Я закрыл глаза и склонил голову, но сумел произнести только «Господь», и у меня свело горло. Через два вдоха я уже не пытался заговорить. Я зажмурил глаза и с усилием сглотнул, стараясь подавить то, что хотело подняться и вырваться из меня.
– Господь, – подхватила Давина. – Благодарим тебя за эту пищу, которая питает наши тела. Благодарим тебя за этот союз. Во имя твоего сына, Иисуса Христа, Аминь. – Она сжала мою руку, произнося «Аминь», будто это была точка в предложении, но я по-прежнему сжимал ее руку, даже когда она попыталась ее убрать. Наконец, я сумел выговорить: «Благослови руки, которые приготовили этот ужин», – и выпустил ее.
Давина накладывала мне на тарелку горы всего, а я смотрел на себя со стороны – мужчина, который только что откинулся, собирается расправиться со свиной отбивной.

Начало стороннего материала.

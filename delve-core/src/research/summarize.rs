//! Map-reduce summarization of fetched pages.
//!
//! Each page is split into chunks that fit the model window. Every chunk is
//! mapped to an optional summary (the model answers [`NOT_RELEVANT`] for
//! chunks unrelated to the question), then the surviving summaries are
//! reduced to one. A reduce over a single summary is that summary.

use super::output::PageSummaries;
use super::prompts::{self, NOT_RELEVANT, RESEARCH_BASE_SYSTEM};
use crate::brain::Brain;
use crate::config::BudgetConfig;
use crate::error::{DelveError, LlmError, WebError};
use crate::text::{chunk_budget, split_into_chunks};
use crate::web::WebBrowser;
use std::sync::Arc;
use tracing::{debug, info, warn};

/// Fetches pages and summarizes them against a research question.
pub struct ContentSummarizer {
    brain: Arc<Brain>,
    browser: Arc<dyn WebBrowser>,
    budget: BudgetConfig,
    stream: bool,
}

impl ContentSummarizer {
    pub fn new(brain: Arc<Brain>, browser: Arc<dyn WebBrowser>, budget: &BudgetConfig) -> Self {
        Self {
            brain,
            browser,
            budget: budget.clone(),
            stream: false,
        }
    }

    pub fn with_streaming(mut self, stream: bool) -> Self {
        self.stream = stream;
        self
    }

    /// Summarize `url` and `extra_urls` against `query`.
    ///
    /// Every requested URL appears in the result, in argument order. A URL
    /// maps to `None` when no chunk was relevant, when the browser returned no
    /// page for it, or when its text cannot be fitted into the window.
    /// Pages are matched to URLs by position, so a redirected page still
    /// summarizes under the URL that was requested. Browse and completion
    /// failures propagate, as does a reply with the wrong number of entries.
    pub async fn summarize(
        &self,
        url: &str,
        extra_urls: &[String],
        query: &str,
        system_text: Option<&str>,
    ) -> Result<PageSummaries, DelveError> {
        let mut urls = Vec::with_capacity(extra_urls.len() + 1);
        urls.push(url.to_string());
        urls.extend(extra_urls.iter().cloned());

        let pages = self.browser.fetch(&urls).await?;
        if pages.len() != urls.len() {
            return Err(WebError::FetchFailed {
                url: urls[0].clone(),
                message: format!(
                    "browser returned {} entries for {} urls",
                    pages.len(),
                    urls.len()
                ),
            }
            .into());
        }
        let system_text = system_text.unwrap_or(RESEARCH_BASE_SYSTEM);

        let mut summaries = PageSummaries::new();
        for (url, page) in urls.iter().zip(pages) {
            let summary = match page {
                Some(page) => self.summarize_text(url, &page.inner_text, query, system_text).await?,
                None => {
                    warn!(url = url.as_str(), "Browser returned no page");
                    None
                }
            };
            summaries.insert(url.as_str(), summary);
        }
        info!(
            query,
            urls = urls.len(),
            summarized = summaries.present().count(),
            "Pages summarized"
        );
        Ok(summaries)
    }

    /// Summarize one page's text. Budget failures yield `None`.
    pub async fn summarize_text(
        &self,
        url: &str,
        text: &str,
        query: &str,
        system_text: &str,
    ) -> Result<Option<String>, LlmError> {
        let counter = self.brain.token_counter();
        let overhead = format!(
            "{}{}",
            prompts::browse_and_summarize_prompt(query, ""),
            system_text
        );
        let chunks = match chunk_budget(
            counter,
            &overhead,
            self.brain.context_window(),
            self.budget.chunk_reserved_tokens,
            self.budget.chunk_margin_tokens,
        )
        .and_then(|max_tokens| split_into_chunks(text, counter, max_tokens))
        {
            Ok(chunks) => chunks,
            Err(e) => {
                warn!(url, error = %e, "Page does not fit the model budget, skipping");
                return Ok(None);
            }
        };
        debug!(url, chunks = chunks.len(), "Page chunked");

        let mut relevant = Vec::new();
        for chunk in &chunks {
            if let Some(summary) = self.map_chunk(query, chunk, system_text).await? {
                relevant.push(summary);
            }
        }
        self.reduce(url, query, relevant, system_text).await
    }

    async fn map_chunk(
        &self,
        query: &str,
        chunk: &str,
        system_text: &str,
    ) -> Result<Option<String>, LlmError> {
        let prompt = prompts::browse_and_summarize_prompt(query, chunk);
        let reply = self
            .brain
            .ask(&prompt, &[system_text.to_string()], self.stream)
            .await?;
        if reply.trim() == NOT_RELEVANT {
            return Ok(None);
        }
        Ok(Some(reply))
    }

    async fn reduce(
        &self,
        url: &str,
        query: &str,
        mut summaries: Vec<String>,
        system_text: &str,
    ) -> Result<Option<String>, LlmError> {
        match summaries.len() {
            0 => {
                debug!(url, "No relevant content");
                Ok(None)
            }
            1 => Ok(summaries.pop()),
            n => {
                debug!(url, partial_summaries = n, "Reducing chunk summaries");
                let prompt = prompts::browse_and_summarize_prompt(query, &summaries.join("\n"));
                let reply = self
                    .brain
                    .ask(&prompt, &[system_text.to_string()], self.stream)
                    .await?;
                Ok(Some(reply))
            }
        }
    }
}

Я чувствовал себя героем анекдота, куда более уязвимым сейчас в родном городе, чем в годы моей работы в корпоративной Америке. Давина поставила передо мной еду, и в последний момент я все-таки вспомнил о хороших манерах и не притронулся к вилке, пока она не взяла в руки свою.
– Bon appétit, – сказала она, слегка улыбнувшись.

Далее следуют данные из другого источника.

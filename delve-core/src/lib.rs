//! # Delve Core
//!
//! Research pipeline library: decomposes a topic into searchable queries,
//! ranks and summarizes the pages found for each, and writes a cited report.
//! Completion, search and browse services are supplied by the caller through
//! the [`LlmProvider`], [`SearchEngine`] and [`WebBrowser`] traits.

pub mod brain;
pub mod config;
pub mod error;
pub mod logging;
pub mod parse;
pub mod research;
pub mod text;
pub mod types;
pub mod web;

// Re-export commonly used types at the crate root.
pub use brain::{Brain, LlmProvider, MockLlmProvider, TokenCounter};
pub use config::{BudgetConfig, RankingConfig, ResearchConfig, load_config};
pub use error::{BudgetError, ConfigError, DelveError, LlmError, Result, WebError};
pub use parse::{StructuredOutput, StructuredOutputError};
pub use research::{
    ContentSummarizer, LinkRanker, PageSummaries, QueryDecomposer, QueryLinks,
    ReportSynthesizer, ResearchCallback, ResearchEngine, ResearchPhase, ResearchReport,
};
pub use types::{CompletionRequest, CompletionResponse, Message, Role, StreamEvent, TokenUsage};
pub use web::{SearchEngine, SearchResult, StaticBrowser, StaticSearchEngine, WebBrowser, WebPage};
//! Research engine — runs the pipeline from topic to report.

use super::decomposition::QueryDecomposer;
use super::output::{PageSummaries, QueryLinks, ResearchReport};
use super::prompts;
use super::ranking::{LinkRanker, RankFn};
use super::session::{ResearchCallback, ResearchPhase};
use super::summarize::ContentSummarizer;
use super::synthesis::ReportSynthesizer;
use crate::brain::{Brain, LlmProvider};
use crate::config::ResearchConfig;
use crate::error::{ConfigError, DelveError};
use crate::web::{SearchEngine, WebBrowser};
use chrono::Utc;
use std::sync::Arc;
use tracing::info;

/// The main research engine: decompose, browse, synthesize.
pub struct ResearchEngine {
    config: ResearchConfig,
    brain: Arc<Brain>,
    decomposer: QueryDecomposer,
    summarizer: ContentSummarizer,
    synthesizer: ReportSynthesizer,
    callback: Option<Arc<dyn ResearchCallback>>,
}

impl ResearchEngine {
    /// Create an engine over the given collaborators.
    pub fn new(
        provider: Arc<dyn LlmProvider>,
        search: Arc<dyn SearchEngine>,
        browser: Arc<dyn WebBrowser>,
        config: ResearchConfig,
    ) -> Self {
        let brain = Arc::new(Brain::with_default_context_window(
            provider,
            config.budget.default_context_window,
        ));
        let ranker = LinkRanker::new(brain.clone(), search.clone(), &config.ranking)
            .with_streaming(config.stream);
        let decomposer = QueryDecomposer::new(brain.clone(), search, ranker, &config);
        let summarizer = ContentSummarizer::new(brain.clone(), browser, &config.budget)
            .with_streaming(config.stream);
        let synthesizer = ReportSynthesizer::new(brain.clone()).with_streaming(config.stream);
        Self {
            config,
            brain,
            decomposer,
            summarizer,
            synthesizer,
            callback: None,
        }
    }

    pub fn with_callback(mut self, callback: Arc<dyn ResearchCallback>) -> Self {
        self.callback = Some(callback);
        self
    }

    /// Re-rank every query's search results with `rank_fn` after the model.
    pub fn with_rank_fn(mut self, rank_fn: RankFn) -> Self {
        self.decomposer = self.decomposer.with_rank_fn(rank_fn);
        self
    }

    pub fn config(&self) -> &ResearchConfig {
        &self.config
    }

    /// The brain shared by every stage; exposes accumulated token usage.
    pub fn brain(&self) -> &Brain {
        &self.brain
    }

    /// Research `topic` with the configured query and URL limits.
    pub async fn research(&self, topic: &str) -> Result<ResearchReport, DelveError> {
        self.research_with(
            topic,
            self.config.decomposition_nums,
            self.config.url_per_query,
        )
        .await
    }

    /// Research `topic` with explicit limits.
    ///
    /// Fails with a configuration error before any request is made when a
    /// limit is zero or the model window cannot hold the budget reservations.
    pub async fn research_with(
        &self,
        topic: &str,
        decomposition_nums: usize,
        url_per_query: usize,
    ) -> Result<ResearchReport, DelveError> {
        self.config.validate()?;
        self.config.budget.validate_window(self.brain.context_window())?;
        for (name, value) in [
            ("decomposition_nums", decomposition_nums),
            ("url_per_query", url_per_query),
        ] {
            if value == 0 {
                return Err(ConfigError::Invalid {
                    message: format!("{name} must be at least 1"),
                }
                .into());
            }
        }

        info!(topic, decomposition_nums, url_per_query, "Starting research");
        let system_text = prompts::research_system_text(topic, self.config.language.as_deref());

        self.notify(ResearchPhase::Decomposing);
        let links = self
            .decomposer
            .decompose(topic, decomposition_nums, url_per_query, Some(&system_text))
            .await?;

        self.notify(ResearchPhase::Browsing);
        let per_query = self.summarize_queries(&links, &system_text).await?;
        let summaries: Vec<(String, String)> = per_query
            .iter()
            .flat_map(|s| s.present().map(|(url, summary)| (url.to_string(), summary.to_string())))
            .collect();
        let content = summaries
            .iter()
            .map(|(url, summary)| format!("url: {url}\nsummary: {summary}"))
            .collect::<Vec<_>>()
            .join("\n---\n");

        self.notify(ResearchPhase::Synthesizing);
        let report = self
            .synthesizer
            .write_report(topic, &content, Some(&system_text))
            .await?;

        self.notify(ResearchPhase::Complete);
        let usage = self.brain.total_usage();
        info!(
            topic,
            queries = links.len(),
            sources = summaries.len(),
            total_tokens = usage.total(),
            "Research complete"
        );
        Ok(ResearchReport {
            topic: topic.to_string(),
            links,
            summaries,
            content: report,
            generated_at: Utc::now(),
        })
    }

    /// Summarize the links of every query that has any, in query order.
    async fn summarize_queries(
        &self,
        links: &QueryLinks,
        system_text: &str,
    ) -> Result<Vec<PageSummaries>, DelveError> {
        let jobs = links.iter().filter_map(|entry| {
            let (first, rest) = entry.links.split_first()?;
            Some(async move {
                let summaries = self
                    .summarizer
                    .summarize(first, rest, &entry.query, Some(system_text))
                    .await?;
                if let Some(cb) = &self.callback {
                    cb.on_query_complete(&entry.query, summaries.present().count());
                }
                Ok::<_, DelveError>(summaries)
            })
        });

        if self.config.enable_concurrency {
            futures::future::try_join_all(jobs).await
        } else {
            let mut results = Vec::new();
            for job in jobs {
                results.push(job.await?);
            }
            Ok(results)
        }
    }

    fn notify(&self, phase: ResearchPhase) {
        info!(phase = %phase, "Research phase");
        if let Some(cb) = &self.callback {
            cb.on_phase_change(phase, phase.progress());
        }
    }
}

Я сказал то же в ответ и подумал о Селестии – она говорила эту фразу перед каждым приемом пищи, даже когда утром ела хлопья.
Я доедал вторую порцию и допивал третий стакан сладкого лимонада, когда Давина чересчур беззаботно, учитывая, что этот вопрос она уже задавала дважды, спросила:
– Ты до сих пор женат?
Я медленно прожевал, проглотил и запил еду лимонадом.
– Как тебе сказать. Вот что мне известно: я был женат, когда сел, и она со мной не развелась.
– Ты не обязан говорить загадками, как юрист, – она выглядела обиженной, будто я пришел к ней домой и съел ее ужин, прикрываясь ложными намерениями.
Я глубоко вдохнул и выдал ей всю правду, какая у меня была:
– Я не видел ее уже два года. С тех пор, как мама умерла.
– А по телефону говорите?
– В последнее время – нет, – сказал я. – А у тебя как? Есть кто-нибудь?
Она осмотрелась по сторонам:
– А ты кого-нибудь тут видишь?
И больше мы об этом не говорили, будто удовлетворившись тем, что оба выполнили необходимые обязательства.
После еды я вскочил, чтобы помочь ей убрать со стола. Я cоскреб объедки с тарелок и положил посуду в раковину. Давина мне слегка улыбнулась, будто ребенку, который попытался сделать что-то взрослое, например поиграть на пианино.